**DATASET RECORDS**
◇ ◇ ◇ ◇

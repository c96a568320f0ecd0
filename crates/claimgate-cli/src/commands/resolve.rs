use claimgate_core::{ClaimError, ClaimOutcome, Withdrawal, execute_claim, resolve_timeline};
use claimgate_core::{IssueTimeline, WithdrawalError};
use claimgate_ledger::LedgerSnapshot;
use serde_json::json;

use crate::support::{parse_address_or_exit, read_json_file_or_exit};

pub struct Args {
    pub timeline: String,
    pub viewer: String,
    pub ledger: String,
    pub payout: String,
    pub submit: bool,
    pub json: bool,
}

pub fn run(args: Args) {
    let timeline: IssueTimeline = read_json_file_or_exit(&args.timeline, "issue timeline");
    let ledger: LedgerSnapshot = read_json_file_or_exit(&args.ledger, "ledger snapshot");
    let payout = parse_address_or_exit(&args.payout);

    let withdrawal =
        match resolve_timeline(&timeline, &args.viewer, &ledger, &payout.to_string()) {
            Ok(withdrawal) => withdrawal,
            Err(err) => emit_rejection(&err, args.json),
        };

    let outcome = if args.submit {
        match execute_claim(&ledger, &withdrawal, payout) {
            Ok(outcome) => Some(outcome),
            Err(ClaimError::Withdrawal(err)) => emit_rejection(&err, args.json),
            Err(err) => {
                eprintln!("error: claim failed: {err}");
                std::process::exit(1);
            }
        }
    } else {
        None
    };

    if args.json {
        let mut payload = json!({
            "can_withdraw": true,
            "withdrawal": withdrawal,
        });
        if let (Some(outcome), Some(map)) = (&outcome, payload.as_object_mut()) {
            map.insert("claim".to_string(), json!(outcome));
        }
        println!("{}", serde_json::to_string_pretty(&payload).expect("payload should serialize"));
        return;
    }

    print_withdrawal(&withdrawal);
    if let Some(outcome) = &outcome {
        print_outcome(outcome);
    }
}

fn emit_rejection(err: &WithdrawalError, json_output: bool) -> ! {
    if json_output {
        println!(
            "{}",
            serde_json::to_string_pretty(&err.to_json()).expect("rejection should serialize")
        );
    } else {
        println!("claimgate resolve");
        println!("  Can Withdraw: no");
        println!("  Rejection: {}", err.code());
        println!("  Detail: {err}");
    }
    std::process::exit(1);
}

fn print_withdrawal(withdrawal: &Withdrawal) {
    println!("claimgate resolve");
    println!("  Can Withdraw: yes");
    println!("  Issue: {}", withdrawal.issue_url);
    println!("  Claimant: {}", withdrawal.claimant);
    println!("  Asset: {}", withdrawal.claimant_asset);
    println!(
        "  Tier: {}",
        withdrawal
            .tier
            .map_or_else(|| "(none)".to_string(), |tier| tier.to_string())
    );
}

fn print_outcome(outcome: &ClaimOutcome) {
    println!("  Txn Hash: {}", outcome.txn_hash);
    println!("  Closer Data: {}", outcome.closer_data);
}
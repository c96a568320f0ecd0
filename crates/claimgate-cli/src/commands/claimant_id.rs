use claimgate_ledger::generate_claimant_id;
use serde_json::json;

pub fn run(claimant: String, asset: String, json_output: bool) {
    let claimant_id = generate_claimant_id(&claimant, &asset);

    if json_output {
        let payload = json!({
            "claimant": claimant,
            "asset": asset,
            "claimant_id": claimant_id.to_string(),
        });
        println!(
            "{}",
            serde_json::to_string_pretty(&payload).expect("payload should serialize")
        );
        return;
    }

    println!("claimgate claimant-id");
    println!("  Claimant: {claimant}");
    println!("  Asset: {asset}");
    println!("  Claimant Id: {claimant_id}");
}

◇ ◇ ◇ ◇

**DESCRIPTION OF THE TASK**
Reproduce each line of the material that mentions "WithdrawalError".

**ANSWER SECTION**
use claimgate_core::{IssueTimeline, WithdrawalError};
fn emit_rejection(err: &WithdrawalError, json_output: bool) -> ! {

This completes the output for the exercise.